Votre projet de loi sera donc suivi d’autres, et comporte un risque sérieux d’atteinte à la cohérence des collections de nos musées, constituées au fil des siècles, et par là même à leur vision universaliste, fondée sur la mise en valeur du génie humain, d’où qu’il vienne.

Oui, madame la ministre, je crois primordial d’ancrer à nouveau le caractère inaliénable de nos collections comme principe fondateur de l’universalité de nos musées, sauf à ouvrir la porte à un engrenage dont on ne sait où il s’arrêtera. Après tout, le retrait de la collection Dodds, général africain de l’armée française, n’est-il pas déjà une damnatio memoriae ?

Dernière cause de malaise, l’utilisation du terme « restitution » laisse germer l’idée qu’il s’agit d’un retour de biens possédés indûment et, par là même, que la France s’est rendue coupable par la possession de ces œuvres. Or ce sont des artistes français, épris d’art moderne et sensibles au génie humain, qui, voilà un peu plus d’un siècle – presque un siècle et demi –, érigèrent ces objets, jusque-là objets cultuels ou de la vie quotidienne, en œuvres d’art pour ensuite les muséifier pour partie en Europe, mais aussi en Afrique.

Je vous encourage donc, mes chers collègues, à adopter l’amendement que j’ai déposé avec Bruno Retailleau pour changer l’intitulé de cette proposition de loi en l’expurgeant du mot « restitution », qui sous-entend que notre pays aurait à expier je ne sais quelle faute morale.

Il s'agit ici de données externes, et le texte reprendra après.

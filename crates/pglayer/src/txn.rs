//! Transactions.
//!
//! [`DbTransaction`] owns a pooled connection with an open transaction.
//! Builders and repositories obtained from it execute on that connection
//! through the same envelope discipline (breaker included). Prefer
//! [`Db::with_transaction`](crate::Db::with_transaction), which commits on
//! `Ok` and rolls back on `Err`; `begin`/`commit`/`rollback` are the manual
//! escape hatch. A handle dropped without resolution is rolled back in the
//! background.

use std::sync::Arc;

use crate::descriptor::Record;
use crate::envelope::Envelope;
use crate::error::{DbResult, map_db_error};
use crate::qb::QueryBuilder;
use crate::repo::Repository;
use crate::value::Arg;

/// Transaction isolation level.
#[derive(Debug, Clone, Copy, PartialEq, Eq)]
pub enum IsolationLevel {
    /// PostgreSQL default.
    ReadCommitted,
    /// Snapshot reads.
    RepeatableRead,
    /// Full serializability; expect `Transaction`-class retries.
    Serializable,
}

impl IsolationLevel {
    fn as_sql(&self) -> &'static str {
        match self {
            IsolationLevel::ReadCommitted => "READ COMMITTED",
            IsolationLevel::RepeatableRead => "REPEATABLE READ",
            IsolationLevel::Serializable => "SERIALIZABLE",
        }
    }
}

/// Options for [`Db::begin`](crate::Db::begin).
#[derive(Debug, Clone, Copy, Default)]
pub struct TxOptions {
    /// Isolation level; `None` keeps the server default.
    pub isolation: Option<IsolationLevel>,
    /// Open the transaction read-only.
    pub read_only: bool,
    /// DEFERRABLE (meaningful only with serializable read-only).
    pub deferrable: bool,
}

impl TxOptions {
    fn begin_sql(&self) -> String {
        let mut sql = String::from("BEGIN");
        if let Some(isolation) = self.isolation {
            sql.push_str(" ISOLATION LEVEL ");
            sql.push_str(isolation.as_sql());
        }
        if self.read_only {
            sql.push_str(" READ ONLY");
        }
        if self.deferrable {
            sql.push_str(" DEFERRABLE");
        }
        sql
    }
}

/// An open transaction on a pooled connection.
pub struct DbTransaction {
    envelope: Arc<Envelope>,
    client: Option<deadpool_postgres::Client>,
    resolved: bool,
}

impl DbTransaction {
    pub(crate) async fn begin(envelope: Arc<Envelope>, options: TxOptions) -> DbResult<Self> {
        let client = envelope.acquire(crate::envelope::Route::Primary).await?;
        let begin = options.begin_sql();
        client
            .batch_execute(&begin)
            .await
            .map_err(|e| map_db_error(e, Some(&begin), Vec::new()))?;
        Ok(Self {
            envelope,
            client: Some(client),
            resolved: false,
        })
    }

    pub(crate) fn envelope(&self) -> &Envelope {
        &self.envelope
    }

    pub(crate) fn envelope_arc(&self) -> Arc<Envelope> {
        self.envelope.clone()
    }

    pub(crate) fn client(&self) -> &deadpool_postgres::Client {
        self.client.as_ref().expect("transaction connection")
    }

    /// Commit the transaction.
    pub async fn commit(mut self) -> DbResult<()> {
        self.resolved = true;
        self.client()
            .batch_execute("COMMIT")
            .await
            .map_err(|e| map_db_error(e, Some("COMMIT"), Vec::new()))
    }

    /// Roll the transaction back.
    pub async fn rollback(mut self) -> DbResult<()> {
        self.resolved = true;
        self.client()
            .batch_execute("ROLLBACK")
            .await
            .map_err(|e| map_db_error(e, Some("ROLLBACK"), Vec::new()))
    }

    /// A builder targeting a raw table name, bound to this transaction.
    pub fn table(&self, name: &str) -> QueryBuilder<'_> {
        QueryBuilder::for_tx(self).table(name)
    }

    /// A builder targeting a quoted table name, bound to this transaction.
    pub fn table_quoted(&self, name: &str) -> QueryBuilder<'_> {
        QueryBuilder::for_tx(self).table_quoted(name)
    }

    /// A builder bound to a record type's table, bound to this transaction.
    pub fn model<T: Record>(&self) -> DbResult<QueryBuilder<'_>> {
        QueryBuilder::for_tx(self).model::<T>()
    }

    /// A raw-SQL builder bound to this transaction.
    pub fn raw(&self, sql: impl Into<String>, args: Vec<Arg>) -> QueryBuilder<'_> {
        QueryBuilder::for_tx(self).raw(sql, args)
    }

    /// A repository bound to this transaction.
    pub fn repository<T: Record>(&self) -> Repository<'_, T> {
        Repository::for_tx(self)
    }
}

impl Drop for DbTransaction {
    fn drop(&mut self) {
        if self.resolved {
            return;
        }
        let Some(client) = self.client.take() else {
            return;
        };
        // Unresolved handle: roll back in the background so the pooled
        // connection is not recycled with an open transaction.
        if let Ok(handle) = tokio::runtime::Handle::try_current() {
            handle.spawn(async move {
                if let Err(err) = client.batch_execute("ROLLBACK").await {
                    tracing::warn!(target: "pglayer::txn", error = %err, "rollback on drop failed");
                }
            });
        }
    }
}
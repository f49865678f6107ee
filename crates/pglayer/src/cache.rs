//! Read-through query cache interface.
//!
//! The envelope consults the cache only for map-destination SELECTs carrying
//! an explicit cache key; results are marshalled with `serde_json`. Write
//! builders can name invalidation keys that are dropped after a successful
//! mutation.

use std::collections::HashMap;
use std::sync::Mutex;
use std::time::Duration;

use async_trait::async_trait;

use crate::error::DbResult;

/// A user-provided cache backend.
#[async_trait]
pub trait QueryCache: Send + Sync {
    /// Fetch a cached payload.
    async fn get(&self, key: &str) -> DbResult<Option<Vec<u8>>>;

    /// Store a payload with a time-to-live.
    async fn set(&self, key: &str, value: Vec<u8>, ttl: Duration) -> DbResult<()>;

    /// Drop the given keys.
    async fn invalidate(&self, keys: &[String]) -> DbResult<()>;
}

/// An unbounded in-process cache. TTLs are honored lazily on read.
#[derive(Debug, Default)]
pub struct MemoryCache {
    entries: Mutex<HashMap<String, (Vec<u8>, std::time::Instant)>>,
}

impl MemoryCache {
    /// Create an empty cache.
    pub fn new() -> Self {
        Self::default()
    }
}

#[async_trait]
impl QueryCache for MemoryCache {
    async fn get(&self, key: &str) -> DbResult<Option<Vec<u8>>> {
        let mut entries = self.entries.lock().unwrap();
        match entries.get(key) {
            Some((value, expires_at)) if *expires_at > std::time::Instant::now() => {
                Ok(Some(value.clone()))
            }
            Some(_) => {
                entries.remove(key);
                Ok(None)
            }
            None => Ok(None),
        }
    }

    async fn set(&self, key: &str, value: Vec<u8>, ttl: Duration) -> DbResult<()> {
        self.entries
            .lock()
            .unwrap()
            .insert(key.to_string(), (value, std::time::Instant::now() + ttl));
        Ok(())
    }

    async fn invalidate(&self, keys: &[String]) -> DbResult<()> {
        let mut entries = self.entries.lock().unwrap();
        for key in keys {
            entries.remove(key);
        }
        Ok(())
    }
}

#[cfg(test)]
mod tests {
    use super::*;

    #[tokio::test]
    async fn set_get_invalidate_roundtrip() {
        let cache = MemoryCache::new();
        cache
            .set("k", b"v".to_vec(), Duration::from_secs(60))
            .await
            .unwrap();
        assert_eq!(cache.get("k").await.unwrap(), Some(b"v".to_vec()));

        cache.invalidate(&["k".to_string()]).await.unwrap();
        assert_eq!(cache.get("k").await.unwrap(), None);
    }

    #[tokio::test]
    async fn expired_entries_are_dropped() {
        let cache = MemoryCache::new();
        cache
            .set("k", b"v".to_vec(), Duration::from_millis(0))
            .await
            .unwrap();
        assert_eq!(cache.get("k").await.unwrap(), None);
    }
}
//! Owned query parameters.
//!
//! Builders and repositories hold parameters as [`Arg`]: an `Arc`-boxed
//! `ToSql` value tagged with its source kind. The kind tag drives the
//! `$N::TYPE` cast decoration on raw SELECTs and the binary COPY column
//! types; the `Arc` keeps builders clone-cheap and `'static`.

use std::fmt;
use std::sync::Arc;

use chrono::{DateTime, Utc};
use tokio_postgres::types::ToSql;
use uuid::Uuid;

/// Source kind of a bound parameter.
#[derive(Debug, Clone, Copy, PartialEq, Eq)]
pub enum ArgKind {
    /// 8/16/32-bit integer.
    Int,
    /// 64-bit integer.
    BigInt,
    /// Boolean.
    Bool,
    /// 32-bit float.
    Float,
    /// 64-bit float.
    Double,
    /// Text.
    Text,
    /// Timestamp with time zone.
    Timestamp,
    /// UUID.
    Uuid,
    /// Raw bytes.
    Bytes,
    /// JSON document.
    Json,
    /// Anything else; never cast-decorated.
    Other,
}

impl ArgKind {
    /// The explicit cast appended to `$N` placeholders in raw SELECTs, when
    /// the kind warrants one. Kinds outside the decoration table return
    /// `None` and the placeholder is left bare.
    pub(crate) fn cast_suffix(&self) -> Option<&'static str> {
        match self {
            ArgKind::Int => Some("::INTEGER"),
            ArgKind::BigInt => Some("::BIGINT"),
            ArgKind::Bool => Some("::BOOLEAN"),
            ArgKind::Timestamp => Some("::TIMESTAMPTZ"),
            ArgKind::Bytes => Some("::BYTEA"),
            ArgKind::Text => Some("::TEXT"),
            _ => None,
        }
    }
}

/// An owned, shareable query parameter.
#[derive(Clone)]
pub struct Arg {
    value: Arc<dyn ToSql + Send + Sync>,
    kind: ArgKind,
}

impl Arg {
    /// Box a value with an explicit kind tag.
    pub fn new<T>(value: T, kind: ArgKind) -> Self
    where
        T: ToSql + Send + Sync + 'static,
    {
        Self {
            value: Arc::new(value),
            kind,
        }
    }

    /// The source kind of this parameter.
    pub fn kind(&self) -> ArgKind {
        self.kind
    }

    /// Borrow as the reference form `tokio-postgres` executes with.
    pub fn as_to_sql(&self) -> &(dyn ToSql + Sync) {
        self.value.as_ref() as &(dyn ToSql + Sync)
    }
}

impl fmt::Debug for Arg {
    fn fmt(&self, f: &mut fmt::Formatter<'_>) -> fmt::Result {
        fmt::Debug::fmt(&self.value, f)
    }
}

/// Borrow a slice of [`Arg`] as the parameter slice the driver expects.
pub fn params_ref(args: &[Arg]) -> Vec<&(dyn ToSql + Sync)> {
    args.iter().map(Arg::as_to_sql).collect()
}

/// Render arguments for error context and (unmasked) logs.
pub fn render_args(args: &[Arg]) -> Vec<String> {
    args.iter().map(|a| format!("{a:?}")).collect()
}

/// Conversion into an [`Arg`] with the right kind tag.
pub trait IntoArg {
    /// Kind tag for this Rust type.
    const KIND: ArgKind;

    /// Convert into an owned parameter.
    fn into_arg(self) -> Arg;
}

macro_rules! impl_into_arg {
    ($($ty:ty => $kind:expr),+ $(,)?) => {
        $(
            impl IntoArg for $ty {
                const KIND: ArgKind = $kind;

                fn into_arg(self) -> Arg {
                    Arg::new(self, $kind)
                }
            }
        )+
    };
}

impl_into_arg! {
    i16 => ArgKind::Int,
    i32 => ArgKind::Int,
    i64 => ArgKind::BigInt,
    bool => ArgKind::Bool,
    f32 => ArgKind::Float,
    f64 => ArgKind::Double,
    String => ArgKind::Text,
    DateTime<Utc> => ArgKind::Timestamp,
    Uuid => ArgKind::Uuid,
    Vec<u8> => ArgKind::Bytes,
    serde_json::Value => ArgKind::Json,
}

impl IntoArg for &str {
    const KIND: ArgKind = ArgKind::Text;

    fn into_arg(self) -> Arg {
        Arg::new(self.to_string(), ArgKind::Text)
    }
}

impl<T> IntoArg for Option<T>
where
    T: IntoArg + ToSql + Send + Sync + 'static,
{
    const KIND: ArgKind = T::KIND;

    fn into_arg(self) -> Arg {
        Arg::new(self, T::KIND)
    }
}

impl IntoArg for Arg {
    const KIND: ArgKind = ArgKind::Other;

    fn into_arg(self) -> Arg {
        self
    }
}

/// Build a `Vec<Arg>` from heterogeneous values.
///
/// # Example
/// ```ignore
/// let args = pglayer::args!["a@x", 42_i64, true];
/// ```
#[macro_export]
macro_rules! args {
    () => { Vec::<$crate::Arg>::new() };
    ($($value:expr),+ $(,)?) => {
        vec![$($crate::IntoArg::into_arg($value)),+]
    };
}

/// Append explicit casts to `$N` placeholders in a raw SELECT.
///
/// Each `$N` whose corresponding argument has a decoratable kind gains a
/// `::TYPE` suffix to aid server-side type inference; placeholders already
/// followed by `::` are left untouched, as are placeholders inside
/// single-quoted string literals.
pub(crate) fn decorate_casts(sql: &str, args: &[Arg]) -> String {
    let bytes = sql.as_bytes();
    let mut out = String::with_capacity(sql.len() + args.len() * 8);
    let mut in_string = false;
    let mut i = 0;

    while i < bytes.len() {
        let ch = bytes[i] as char;
        if in_string {
            out.push(ch);
            if ch == '\'' {
                in_string = false;
            }
            i += 1;
            continue;
        }
        match ch {
            '\'' => {
                in_string = true;
                out.push(ch);
                i += 1;
            }
            '$' if i + 1 < bytes.len() && bytes[i + 1].is_ascii_digit() => {
                let start = i;
                i += 1;
                while i < bytes.len() && bytes[i].is_ascii_digit() {
                    i += 1;
                }
                out.push_str(&sql[start..i]);

                let already_cast = sql[i..].starts_with("::");
                if !already_cast {
                    let n: usize = sql[start + 1..i].parse().unwrap_or(0);
                    if let Some(arg) = n.checked_sub(1).and_then(|idx| args.get(idx))
                        && let Some(suffix) = arg.kind().cast_suffix()
                    {
                        out.push_str(suffix);
                    }
                }
            }
            _ => {
                out.push(ch);
                i += 1;
            }
        }
    }
    out
}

Mes chers collègues, j’entends bien la demande des pays africains, je ne la conteste pas. Mais je suis profondément mal à l’aise quant à la manière dont le Gouvernement entend y répondre, en cédant à une vision moralisatrice de notre histoire et en sacrifiant les principes qui participent de la grandeur de notre pays, au premier chef ceux de l’universalisme, fondateur même de notre conception de la citoyenneté.

J’aurais tellement préféré que nous restions fidèles à l’héritage du président Jacques Chirac. Il était l’artisan infatigable d’une politique culturelle moins ethnocentrée, le fondateur du musée du quai Branly, dont la raison d’être, comme cela est inscrit dans sa charte, est le dialogue des cultures. Et s’il a offert le sceau du dey d’Alger au peuple algérien, c’est en le faisant acquérir par la France lors d’une vente aux enchères, et non en le faisant disparaître de nos collections nationales. Il est bien dommage que la France ne se soit pas dotée, dans son sillage, d’une vraie politique d’échanges et de circulation et d’une solide réflexion sur le sujet.

Ce défaut de réflexion anticipée peut surprendre, tant la prégnance de la question est une évidence. Catherine Morin-Desailly nous a proposé, en commission, un amendement tendant à instaurer un conseil destiné à statuer sur les restitutions, une ébauche de régulation allant dans le bon sens. Elle esquisse une méthode, un cadre, une vision appelés par notre groupe.

C’est la raison pour laquelle nous suivrons les préconisations de la rapporteure. Le groupe Les Républicains soutiendra ce projet de loi parce qu’il a été amendé en commission et que, désormais, il fixe pour l’avenir des procédures indispensables à la protection de nos collections et à l’universalité de nos musées.

Nous voterons donc le texte issu de la commission, mais resterons très vigilants quant à la suite de la procédure parlementaire. Il y va de l’avenir de nos collections, de la préservation de notre patrimoine, de l’intégrité de notre histoire !

C’est aussi, madame la ministre, pour que nous restions fidèles à votre prestigieux prédécesseur, André Malraux qui, justement, nous rappelait : « L’œuvre surgit dans son temps et de son temps, mais elle devient œuvre d’art par ce qui lui échappe. »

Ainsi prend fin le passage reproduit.